We just came for a birthday party,” pleaded one Black male teen that had been forced to the floor.

I watched the video from Craig Ranch North Community Pool in McKinney, Texas four times. Honestly, when I first saw the video I thought it was a joke. With the overly excited officer doing a jump and roll behind a tree only to run back and forth trying to gather all the Black boys he could find, I thought the video was a parody. Until I heard the boys' pleas and watched an officer force the face of a Black teenage girl into the grass only to rest his knee in her back - as if she wasn’t obviously unarmed and he wasn’t two times her size.

Still I wasn’t surprised as I went on to watch the video of the 19 year-old African American Host, Tatiana Rhodes, explain what happened from her standpoint. She stated that she and her friends were bombarded with racial slurs and attacked by older white women at the pool. However, when the police were called the Black teens were the ones who were treated like the criminals, after all, what does their side of the story have to do with anything?  

For two hours I sat and tried to write a tear-provoking response to it all and then I realized I shouldn’t have to.

If individuals do not understand the problems surrounding Black and Brown bodies and the criminal justice system it is only because they don’t want to. The people who claim we live in a “post-racial society” are actively ignoring the race issues that are too deeply ingrained in American history and culture to blow over without proper reform and attention.

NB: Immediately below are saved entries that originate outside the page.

//! Token descriptions
//!
//! A description is a YAML (or JSON) document with two optional mappings:
//!
//! ```yaml
//! headers:
//!   kid: "1234"
//! payload:
//!   iss: admin
//!   sub: "1337"
//! ```

use std::path::Path;

use serde::Deserialize;
use serde_json::{Map, Value};

use crate::error::{Error, Result};
use crate::token::{with_claims, with_headers, Token};

/// Headers and payload of a token to be minted
#[derive(Debug, Clone, Default, PartialEq, Deserialize)]
pub struct TokenDescription {
    /// Protected header entries
    #[serde(default)]
    pub headers: Option<Map<String, Value>>,

    /// Claims
    #[serde(default)]
    pub payload: Option<Map<String, Value>>,
}

impl TokenDescription {
    /// Decode a description from YAML or JSON
    pub fn from_yaml(input: &str) -> Result<Self> {
        if input.trim().is_empty() {
            return Ok(Self::default());
        }

        serde_yaml::from_str(input).map_err(|e| Error::DescriptionInvalid(e.to_string()))
    }

    /// Read and decode a description file
    pub fn read(path: impl AsRef<Path>) -> Result<Self> {
        let path = path.as_ref();
        tracing::debug!(path = %path.display(), "reading token description");

        let content = std::fs::read_to_string(path)
            .map_err(|e| Error::DescriptionInvalid(format!("{}: {e}", path.display())))?;

        let description = Self::from_yaml(&content)?;
        tracing::debug!(
            headers = description.headers.as_ref().map_or(0, Map::len),
            claims = description.payload.as_ref().map_or(0, Map::len),
            "decoded token description"
        );
        Ok(description)
    }

    /// Check if neither headers nor payload carry any entry
    pub fn is_empty(&self) -> bool {
        let empty =
            |entries: &Option<Map<String, Value>>| entries.as_ref().map_or(true, Map::is_empty);
        empty(&self.headers) && empty(&self.payload)
    }

    /// Build the described token, payload first
    pub fn into_token(self) -> Result<Token> {
        if self.is_empty() {
            return Err(Error::ConstructionRejected(
                "no valid token description".to_string(),
            ));
        }

        let claims = self.payload.into_iter().map(with_claims);
        let headers = self.headers.into_iter().map(with_headers);
        Token::new(claims.chain(headers))
    }
}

At 19 years old, I have conversations about police brutality everyday, literally everyday. Not because I want to but because police abuse is a real and an everyday occurrence for people in Black and Brown communities. I’ve had to listen to stories of loved ones telling me about that time “ a cop picked me up while I was taking out the trash just to drop me off 30 minutes away when he knew I didn’t have any money or a metrocard on me” or “The cop called my mother a B***, she died when I was 4 I couldn’t hold it together.” I have watched videos of policemen murdering unarmed men (Walter Scott) and slamming pregnant women (Charlena Michelle Cooks) without blinking, without shock because it happens too often for it to be surprising.

Now, in conversations with friends about the future I often remain quiet while discussing children. Ashamed, that my biggest fear is given birth to a beautiful Brown baby who will be forced to grow up in a society who criminalizes them first and asks questions later.

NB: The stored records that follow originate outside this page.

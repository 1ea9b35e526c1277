//! Key material for signing and verification
//!
//! A [`Key`] is either a shared secret (HMAC) or an asymmetric key (RSA,
//! ECDSA). Private key pairs sign and verify; public keys only verify. The
//! variant is matched against the algorithm when signing or verifying.

pub mod pem;

use std::sync::Arc;

use aws_lc_rs::signature::{
    EcdsaKeyPair, EcdsaSigningAlgorithm, KeyPair, RsaKeyPair, ECDSA_P256_SHA256_FIXED_SIGNING,
    ECDSA_P384_SHA384_FIXED_SIGNING, ECDSA_P521_SHA512_FIXED_SIGNING,
};

use crate::algorithm::{AlgorithmId, KeyClass};
use crate::error::{Error, Result};

/// A key that can be used to sign or verify a token
#[derive(Debug, Clone)]
pub enum Key {
    /// Symmetric key for HMAC algorithms
    Symmetric(SymmetricKey),

    /// Asymmetric key for RSA/ECDSA algorithms
    Asymmetric(AsymmetricKey),
}

impl Key {
    /// Create a symmetric key from bytes
    pub fn symmetric(secret: impl Into<Vec<u8>>) -> Self {
        Key::Symmetric(SymmetricKey::new(secret.into()))
    }

    /// Create an RSA key pair from a DER-encoded PKCS#8 document
    pub fn rsa_pkcs8(der: &[u8]) -> Result<Self> {
        let pair = RsaKeyPair::from_pkcs8(der)
            .map_err(|e| Error::KeyRejected(format!("RSA PKCS#8 key: {e}")))?;
        Ok(Key::Asymmetric(AsymmetricKey::RsaPrivate(
            RsaPrivateKey::new(pair),
        )))
    }

    /// Create an RSA key pair from a DER-encoded PKCS#1 `RSAPrivateKey`
    pub fn rsa_pkcs1(der: &[u8]) -> Result<Self> {
        let pair = RsaKeyPair::from_der(der)
            .map_err(|e| Error::KeyRejected(format!("RSA PKCS#1 key: {e}")))?;
        Ok(Key::Asymmetric(AsymmetricKey::RsaPrivate(
            RsaPrivateKey::new(pair),
        )))
    }

    /// Create an RSA public key from a DER-encoded PKCS#1 `RSAPublicKey`
    pub fn rsa_public(der: impl Into<Vec<u8>>) -> Self {
        Key::Asymmetric(AsymmetricKey::RsaPublic(RsaPublicKey::new(der.into())))
    }

    /// Create an ECDSA key pair on `curve` from a DER-encoded PKCS#8 document
    pub fn ecdsa_pkcs8(der: &[u8], curve: EcdsaCurve) -> Result<Self> {
        let pair = EcdsaKeyPair::from_pkcs8(curve.signing_algorithm(), der)
            .map_err(|e| Error::KeyRejected(format!("ECDSA {curve} PKCS#8 key: {e}")))?;
        Ok(Key::Asymmetric(AsymmetricKey::EcdsaPrivate(
            EcdsaPrivateKey::new(pair, curve),
        )))
    }

    /// Create an ECDSA public key from an uncompressed SEC1 point
    pub fn ecdsa_public(point: impl Into<Vec<u8>>, curve: EcdsaCurve) -> Self {
        Key::Asymmetric(AsymmetricKey::EcdsaPublic(EcdsaPublicKey::new(
            point.into(),
            curve,
        )))
    }

    /// Key class of this key
    pub fn key_class(&self) -> KeyClass {
        match self {
            Key::Symmetric(_) => KeyClass::Secret,
            Key::Asymmetric(_) => KeyClass::Asymmetric,
        }
    }

    /// Get key type name for error messages
    pub fn key_type(&self) -> &'static str {
        match self {
            Key::Symmetric(_) => "Symmetric",
            Key::Asymmetric(AsymmetricKey::RsaPrivate(_)) => "RSA private",
            Key::Asymmetric(AsymmetricKey::RsaPublic(_)) => "RSA public",
            Key::Asymmetric(AsymmetricKey::EcdsaPrivate(_)) => "ECDSA private",
            Key::Asymmetric(AsymmetricKey::EcdsaPublic(_)) => "ECDSA public",
        }
    }

    fn mismatch(&self, algorithm: &str, expected: &str) -> Error {
        Error::KeyTypeMismatch {
            algorithm: algorithm.to_string(),
            expected_key_type: expected.to_string(),
            actual_key_type: self.key_type().to_string(),
        }
    }

    /// Get as symmetric key or return error
    pub fn as_symmetric(&self) -> Result<&SymmetricKey> {
        match self {
            Key::Symmetric(key) => Ok(key),
            _ => Err(self.mismatch("HMAC", "Symmetric")),
        }
    }

    /// Get as RSA private key or return error
    pub fn as_rsa_private(&self) -> Result<&RsaPrivateKey> {
        match self {
            Key::Asymmetric(AsymmetricKey::RsaPrivate(key)) => Ok(key),
            _ => Err(self.mismatch("RSA", "RSA private")),
        }
    }

    /// Get the RSA public key (PKCS#1 DER) of a private or public RSA key
    pub fn rsa_public_der(&self) -> Result<&[u8]> {
        match self {
            Key::Asymmetric(AsymmetricKey::RsaPrivate(key)) => Ok(key.public_der()),
            Key::Asymmetric(AsymmetricKey::RsaPublic(key)) => Ok(key.as_der()),
            _ => Err(self.mismatch("RSA", "RSA")),
        }
    }

    /// Get as ECDSA private key on `curve` or return error
    pub fn as_ecdsa_private(&self, curve: EcdsaCurve) -> Result<&EcdsaPrivateKey> {
        match self {
            Key::Asymmetric(AsymmetricKey::EcdsaPrivate(key)) if key.curve() == curve => Ok(key),
            _ => Err(self.mismatch(
                curve.algorithm().as_str(),
                &format!("ECDSA {curve} private"),
            )),
        }
    }

    /// Get the ECDSA public point of a private or public key on `curve`
    pub fn ecdsa_public_point(&self, curve: EcdsaCurve) -> Result<&[u8]> {
        match self {
            Key::Asymmetric(AsymmetricKey::EcdsaPrivate(key)) if key.curve() == curve => {
                Ok(key.public_point())
            }
            Key::Asymmetric(AsymmetricKey::EcdsaPublic(key)) if key.curve() == curve => {
                Ok(key.as_point())
            }
            _ => Err(self.mismatch(curve.algorithm().as_str(), &format!("ECDSA {curve}"))),
        }
    }
}

/// Symmetric key for HMAC algorithms
#[derive(Clone)]
pub struct SymmetricKey {
    secret: Vec<u8>,
}

impl SymmetricKey {
    /// Create a new symmetric key
    pub fn new(secret: Vec<u8>) -> Self {
        Self { secret }
    }

    /// Get the secret bytes
    pub fn as_bytes(&self) -> &[u8] {
        &self.secret
    }
}

impl std::fmt::Debug for SymmetricKey {
    fn fmt(&self, f: &mut std::fmt::Formatter<'_>) -> std::fmt::Result {
        f.debug_struct("SymmetricKey")
            .field("len", &self.secret.len())
            .finish_non_exhaustive()
    }
}

impl From<Vec<u8>> for SymmetricKey {
    fn from(secret: Vec<u8>) -> Self {
        Self::new(secret)
    }
}

impl From<&[u8]> for SymmetricKey {
    fn from(secret: &[u8]) -> Self {
        Self::new(secret.to_vec())
    }
}

impl From<String> for SymmetricKey {
    fn from(secret: String) -> Self {
        Self::new(secret.into_bytes())
    }
}

impl From<&str> for SymmetricKey {
    fn from(secret: &str) -> Self {
        Self::new(secret.as_bytes().to_vec())
    }
}

/// Asymmetric key for RSA/ECDSA algorithms
#[derive(Debug, Clone)]
pub enum AsymmetricKey {
    /// RSA key pair
    RsaPrivate(RsaPrivateKey),

    /// RSA public key
    RsaPublic(RsaPublicKey),

    /// ECDSA key pair
    EcdsaPrivate(EcdsaPrivateKey),

    /// ECDSA public key
    EcdsaPublic(EcdsaPublicKey),
}

/// RSA key pair
#[derive(Clone)]
pub struct RsaPrivateKey {
    pair: Arc<RsaKeyPair>,
    public_der: Vec<u8>,
}

impl RsaPrivateKey {
    fn new(pair: RsaKeyPair) -> Self {
        let public_der = pair.public_key().as_ref().to_vec();
        Self {
            pair: Arc::new(pair),
            public_der,
        }
    }

    /// Get the key pair
    pub fn key_pair(&self) -> &RsaKeyPair {
        &self.pair
    }

    /// Get the DER-encoded PKCS#1 public key
    pub fn public_der(&self) -> &[u8] {
        &self.public_der
    }

    /// Modulus length in bytes (the signature length)
    pub fn modulus_len(&self) -> usize {
        self.pair.public_modulus_len()
    }
}

impl std::fmt::Debug for RsaPrivateKey {
    fn fmt(&self, f: &mut std::fmt::Formatter<'_>) -> std::fmt::Result {
        f.debug_struct("RsaPrivateKey")
            .field("bits", &(self.modulus_len() * 8))
            .finish_non_exhaustive()
    }
}

/// RSA public key (DER-encoded PKCS#1 `RSAPublicKey`)
#[derive(Debug, Clone)]
pub struct RsaPublicKey {
    der: Vec<u8>,
}

impl RsaPublicKey {
    /// Create a new RSA public key from DER bytes
    pub fn new(der: Vec<u8>) -> Self {
        Self { der }
    }

    /// Get the DER-encoded key bytes
    pub fn as_der(&self) -> &[u8] {
        &self.der
    }
}

/// ECDSA curve identifier
#[derive(Debug, Clone, Copy, PartialEq, Eq)]
pub enum EcdsaCurve {
    /// P-256 (secp256r1) curve
    P256,
    /// P-384 (secp384r1) curve
    P384,
    /// P-521 (secp521r1) curve
    P521,
}

impl EcdsaCurve {
    /// Curve an ECDSA algorithm signs on, `None` for other algorithms
    pub fn for_algorithm(algorithm: AlgorithmId) -> Option<Self> {
        match algorithm {
            AlgorithmId::ES256 => Some(EcdsaCurve::P256),
            AlgorithmId::ES384 => Some(EcdsaCurve::P384),
            AlgorithmId::ES512 => Some(EcdsaCurve::P521),
            _ => None,
        }
    }

    /// The ECDSA algorithm bound to this curve
    pub fn algorithm(&self) -> AlgorithmId {
        match self {
            EcdsaCurve::P256 => AlgorithmId::ES256,
            EcdsaCurve::P384 => AlgorithmId::ES384,
            EcdsaCurve::P521 => AlgorithmId::ES512,
        }
    }

    pub(crate) fn signing_algorithm(&self) -> &'static EcdsaSigningAlgorithm {
        match self {
            EcdsaCurve::P256 => &ECDSA_P256_SHA256_FIXED_SIGNING,
            EcdsaCurve::P384 => &ECDSA_P384_SHA384_FIXED_SIGNING,
            EcdsaCurve::P521 => &ECDSA_P521_SHA512_FIXED_SIGNING,
        }
    }
}

impl std::fmt::Display for EcdsaCurve {
    fn fmt(&self, f: &mut std::fmt::Formatter<'_>) -> std::fmt::Result {
        match self {
            EcdsaCurve::P256 => write!(f, "P-256"),
            EcdsaCurve::P384 => write!(f, "P-384"),
            EcdsaCurve::P521 => write!(f, "P-521"),
        }
    }
}

/// ECDSA key pair
#[derive(Clone)]
pub struct EcdsaPrivateKey {
    pair: Arc<EcdsaKeyPair>,
    curve: EcdsaCurve,
    public_point: Vec<u8>,
}

impl EcdsaPrivateKey {
    fn new(pair: EcdsaKeyPair, curve: EcdsaCurve) -> Self {
        let public_point = pair.public_key().as_ref().to_vec();
        Self {
            pair: Arc::new(pair),
            curve,
            public_point,
        }
    }

    /// Get the key pair
    pub fn key_pair(&self) -> &EcdsaKeyPair {
        &self.pair
    }

    /// Get the curve
    pub fn curve(&self) -> EcdsaCurve {
        self.curve
    }

    /// Get the uncompressed public point
    pub fn public_point(&self) -> &[u8] {
        &self.public_point
    }
}

impl std::fmt::Debug for EcdsaPrivateKey {
    fn fmt(&self, f: &mut std::fmt::Formatter<'_>) -> std::fmt::Result {
        f.debug_struct("EcdsaPrivateKey")
            .field("curve", &self.curve)
            .finish_non_exhaustive()
    }
}

/// ECDSA public key (uncompressed SEC1 point)
#[derive(Debug, Clone)]
pub struct EcdsaPublicKey {
    point: Vec<u8>,
    curve: EcdsaCurve,
}

impl EcdsaPublicKey {
    /// Create a new ECDSA public key from point bytes
    pub fn new(point: Vec<u8>, curve: EcdsaCurve) -> Self {
        Self { point, curve }
    }

    /// Get the point bytes
    pub fn as_point(&self) -> &[u8] {
        &self.point
    }

    /// Get the curve
    pub fn curve(&self) -> EcdsaCurve {
        self.curve
    }
}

How do we work to provoke empathy, outrage, but most of all change? Would the adult male figures in this video be so calm and supportive of the police officers if it had been their children lying on the grass or forced to sit on the curb after they had been threatened or disrespected? No one should be numb to this type of mistreatment because when one person's freedom and humanity is threatened all of our freedom and humanity is threatened.